Hess falara-lhe da conversa com o gestor de caso do município de Copenhaga, a quem ligara do parque de estacionamento depois da conversa com o médico. Enquanto ainda estavam sentados no carro, com a chuva a bater no pára-brisas, ela soube do e-mail anónimo que acusara Laura Kjær de ser tão má mãe que a pessoa dizia que o rapaz devia ser retirado de casa. O município investigara o caso, e a denúncia revelara-se infundada e considerada um possível caso de assédio, e, para Thulin, o interesse terminava ali. Era surpreendente que Laura Kjær, aparentemente, só tivesse mencionado a denúncia ao médico do hospital, mas, por outro lado, era fácil de entender: Laura Kjær tinha um filho que, segundo a avaliação do médico, sofria de autismo, e o comportamento do rapaz como fora descrito, por exemplo, pela escola, podia ter levado à ideia errada de que a mãe não cuidava bem dele. E isso poderia ter levado alguém a escrever a denúncia ao município. E Laura Kjær não tinha como saber se o autor da denúncia fazia parte do seu círculo de amigos, da escola ou se era um dos seus colegas, portanto, não era estranho que se tivesse mantido calada. Fosse como fosse, ela fizera obviamente tudo o que uma mãe pode fazer para ajudar o filho, e, embora Thulin não gostasse de Hans Henrik Hauge, tinha de admitir que tudo indicava que o padrasto fora uma fonte de apoio. Então, para que podiam usar a informação da denúncia? O gestor de caso também negara haver uma denúncia correspondente a Anne Sejer-Lassen, pelo que não havia um denominador comum, e isso significava que não fazia sentido investigar aquela pista.

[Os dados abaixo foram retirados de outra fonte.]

use std::sync::Arc;

use axum::{Router, middleware};
use sea_orm::DatabaseConnection;

use crate::{
    config::AppConfig,
    middleware::{catch_panic_layer, json_error_middleware},
    routes::router,
    services::ServiceContext,
    state::AppState,
};

/// State backed by a fresh in-memory todo store.
pub fn test_state() -> Arc<AppState> {
    AppState::new(AppConfig::default(), ServiceContext::in_memory())
}

/// State backed by an existing sea-orm connection.
pub fn db_state(db: &DatabaseConnection) -> Arc<AppState> {
    AppState::new(AppConfig::default(), ServiceContext::from_db(db))
}

/// The API router with the same error middleware `main` installs.
pub fn test_router(state: Arc<AppState>) -> Router {
    with_middleware(router(state))
}

pub fn with_middleware(app: Router) -> Router {
    app.layer(middleware::from_fn(json_error_middleware))
        .layer(catch_panic_layer())
}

Não obstante, Hess queria ir à casa de Laura Kjær, e Thulin arrependeu-se de não ter pedido a Nylander, na reunião daquela manhã, para retirar aquele homem da investigação do caso. Não era cega nem surda em relação à profecia de Hess de que o assassino estava apenas a começar e sentiu instintivamente a ameaça quando estavam no bosque junto ao corpo de Anne Sejer-Lassen. Mas tinham investigado de forma diferente, e não lhe agradava a ideia de que devia agir e contar a Nylander se Hess começasse a ir na direcção errada e a meter-se no caso Hartung. Mesmo sendo uma condição para a sua recomendação para o NC3.
— Estamos à procura de um perpetrador de dois homicídios, e tu próprio dizes que há a possibilidade de acontecerem mais, portanto, para que haveríamos de desperdiçar tempo a investigar uma casa que já foi investigada!?
— Não tens de vir. Na verdade, seria uma grande ajuda se perguntasses aos vizinhos se sabiam da denúncia ou se sabem quem pode tê-la enviado. Assim avançamos mais depressa, não é?
— Porque haveria de lhes perguntar?
A fita parte-se, e Hess abre a porta e entra para se abrigar da chuva. Fecha a porta atrás de si, mas a chuva continua a cair e obriga Thulin a correr até à primeira casa.